#### Given data
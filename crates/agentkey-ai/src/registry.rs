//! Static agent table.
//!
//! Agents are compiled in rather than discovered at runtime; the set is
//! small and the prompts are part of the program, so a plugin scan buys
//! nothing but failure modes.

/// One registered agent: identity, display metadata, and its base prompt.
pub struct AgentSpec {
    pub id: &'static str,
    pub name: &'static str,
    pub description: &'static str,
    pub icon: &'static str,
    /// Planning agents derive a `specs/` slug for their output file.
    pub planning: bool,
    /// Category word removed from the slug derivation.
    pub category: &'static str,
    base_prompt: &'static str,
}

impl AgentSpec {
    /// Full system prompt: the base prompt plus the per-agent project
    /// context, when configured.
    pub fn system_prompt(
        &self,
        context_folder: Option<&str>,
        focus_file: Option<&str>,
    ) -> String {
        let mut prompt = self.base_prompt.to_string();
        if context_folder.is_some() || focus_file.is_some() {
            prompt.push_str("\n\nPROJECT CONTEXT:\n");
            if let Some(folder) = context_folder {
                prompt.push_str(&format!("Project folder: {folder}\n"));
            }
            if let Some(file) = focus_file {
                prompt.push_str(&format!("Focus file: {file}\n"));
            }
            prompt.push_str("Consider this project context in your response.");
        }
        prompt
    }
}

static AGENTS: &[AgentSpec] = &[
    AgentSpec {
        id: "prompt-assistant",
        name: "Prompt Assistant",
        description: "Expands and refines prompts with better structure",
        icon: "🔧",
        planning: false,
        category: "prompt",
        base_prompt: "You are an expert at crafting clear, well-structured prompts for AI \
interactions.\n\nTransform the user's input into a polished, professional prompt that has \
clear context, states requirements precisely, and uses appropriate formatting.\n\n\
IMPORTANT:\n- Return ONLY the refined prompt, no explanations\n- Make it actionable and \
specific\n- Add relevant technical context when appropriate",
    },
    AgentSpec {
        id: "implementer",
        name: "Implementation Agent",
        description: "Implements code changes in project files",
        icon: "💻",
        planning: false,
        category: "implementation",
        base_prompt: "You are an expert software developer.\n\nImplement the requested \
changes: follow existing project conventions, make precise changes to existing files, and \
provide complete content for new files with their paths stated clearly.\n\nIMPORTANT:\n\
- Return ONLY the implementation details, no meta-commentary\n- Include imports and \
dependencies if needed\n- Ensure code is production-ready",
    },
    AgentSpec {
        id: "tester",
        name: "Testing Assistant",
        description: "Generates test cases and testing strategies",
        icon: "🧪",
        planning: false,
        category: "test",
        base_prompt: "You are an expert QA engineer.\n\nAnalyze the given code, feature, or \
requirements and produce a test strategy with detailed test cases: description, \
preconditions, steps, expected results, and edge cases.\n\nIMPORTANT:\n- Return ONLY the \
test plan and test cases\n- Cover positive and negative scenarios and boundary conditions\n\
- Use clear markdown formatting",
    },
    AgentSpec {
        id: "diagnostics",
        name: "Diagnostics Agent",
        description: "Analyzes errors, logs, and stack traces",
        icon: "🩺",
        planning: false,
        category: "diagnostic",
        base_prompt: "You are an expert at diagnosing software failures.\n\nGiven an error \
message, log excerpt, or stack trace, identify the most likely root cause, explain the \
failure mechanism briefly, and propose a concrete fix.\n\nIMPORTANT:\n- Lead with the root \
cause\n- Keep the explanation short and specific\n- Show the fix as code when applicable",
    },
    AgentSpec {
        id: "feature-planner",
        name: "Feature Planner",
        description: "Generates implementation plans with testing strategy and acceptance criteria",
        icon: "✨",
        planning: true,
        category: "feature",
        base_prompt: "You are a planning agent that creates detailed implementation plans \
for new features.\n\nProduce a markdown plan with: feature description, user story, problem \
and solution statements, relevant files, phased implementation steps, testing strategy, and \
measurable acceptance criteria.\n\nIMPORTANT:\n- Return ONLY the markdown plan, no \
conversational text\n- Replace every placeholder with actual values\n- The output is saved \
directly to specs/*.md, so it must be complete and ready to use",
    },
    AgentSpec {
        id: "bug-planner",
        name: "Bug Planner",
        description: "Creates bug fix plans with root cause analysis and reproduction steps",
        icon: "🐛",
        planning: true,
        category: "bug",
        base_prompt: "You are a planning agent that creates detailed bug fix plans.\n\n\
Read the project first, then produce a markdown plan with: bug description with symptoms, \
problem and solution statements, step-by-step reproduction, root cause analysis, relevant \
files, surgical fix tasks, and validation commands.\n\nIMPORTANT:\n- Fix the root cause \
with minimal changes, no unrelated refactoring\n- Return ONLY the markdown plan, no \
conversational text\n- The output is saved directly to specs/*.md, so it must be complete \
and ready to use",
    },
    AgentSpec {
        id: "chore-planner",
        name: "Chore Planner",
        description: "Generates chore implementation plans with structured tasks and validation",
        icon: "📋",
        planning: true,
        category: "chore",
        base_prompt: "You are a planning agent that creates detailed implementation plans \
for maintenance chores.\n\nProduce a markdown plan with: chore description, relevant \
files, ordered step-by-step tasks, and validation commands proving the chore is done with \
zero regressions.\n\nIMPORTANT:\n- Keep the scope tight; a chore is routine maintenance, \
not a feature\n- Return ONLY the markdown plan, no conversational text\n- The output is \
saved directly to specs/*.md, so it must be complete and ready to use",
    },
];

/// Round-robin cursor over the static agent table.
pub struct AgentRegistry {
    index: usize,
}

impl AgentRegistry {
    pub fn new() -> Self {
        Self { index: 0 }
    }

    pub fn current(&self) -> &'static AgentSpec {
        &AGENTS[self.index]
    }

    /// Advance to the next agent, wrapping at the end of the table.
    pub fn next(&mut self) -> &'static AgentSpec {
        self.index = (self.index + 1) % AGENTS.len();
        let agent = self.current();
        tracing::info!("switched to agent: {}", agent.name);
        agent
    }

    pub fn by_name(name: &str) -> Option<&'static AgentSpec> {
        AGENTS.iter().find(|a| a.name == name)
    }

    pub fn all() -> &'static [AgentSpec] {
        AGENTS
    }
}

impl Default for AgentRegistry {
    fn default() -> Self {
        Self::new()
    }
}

--

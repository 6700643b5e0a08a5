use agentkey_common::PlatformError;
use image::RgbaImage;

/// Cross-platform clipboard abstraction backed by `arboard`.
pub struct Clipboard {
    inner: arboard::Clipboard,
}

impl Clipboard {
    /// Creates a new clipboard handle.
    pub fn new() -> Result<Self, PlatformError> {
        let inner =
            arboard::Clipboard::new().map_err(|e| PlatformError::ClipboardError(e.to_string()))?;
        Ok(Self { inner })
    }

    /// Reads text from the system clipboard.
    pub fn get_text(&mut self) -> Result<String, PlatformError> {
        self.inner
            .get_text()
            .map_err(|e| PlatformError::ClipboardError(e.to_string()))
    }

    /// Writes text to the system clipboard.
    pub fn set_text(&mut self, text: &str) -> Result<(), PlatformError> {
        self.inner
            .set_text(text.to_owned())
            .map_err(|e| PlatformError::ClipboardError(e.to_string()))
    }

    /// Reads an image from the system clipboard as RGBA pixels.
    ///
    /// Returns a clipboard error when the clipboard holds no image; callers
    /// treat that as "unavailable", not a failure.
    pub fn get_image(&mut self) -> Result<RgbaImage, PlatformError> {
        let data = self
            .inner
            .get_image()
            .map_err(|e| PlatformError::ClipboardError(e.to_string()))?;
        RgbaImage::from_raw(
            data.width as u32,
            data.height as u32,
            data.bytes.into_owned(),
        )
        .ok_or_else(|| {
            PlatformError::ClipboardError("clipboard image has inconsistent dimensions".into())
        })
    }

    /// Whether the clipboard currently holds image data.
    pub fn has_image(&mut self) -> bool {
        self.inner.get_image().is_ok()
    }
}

#### Instructions to follow
Above are the records; from them, give again exactly the lines from the one containing "saved directly to specs/*.md, so it must be complete and" to the one containing "pub fn current(&self)", both lines included, and nothing more.

#### Answer box
saved directly to specs/*.md, so it must be complete and ready to use",
    },
];

/// Round-robin cursor over the static agent table.
pub struct AgentRegistry {
    index: usize,
}

impl AgentRegistry {
    pub fn new() -> Self {
        Self { index: 0 }
    }

    pub fn current(&self) -> &'static AgentSpec {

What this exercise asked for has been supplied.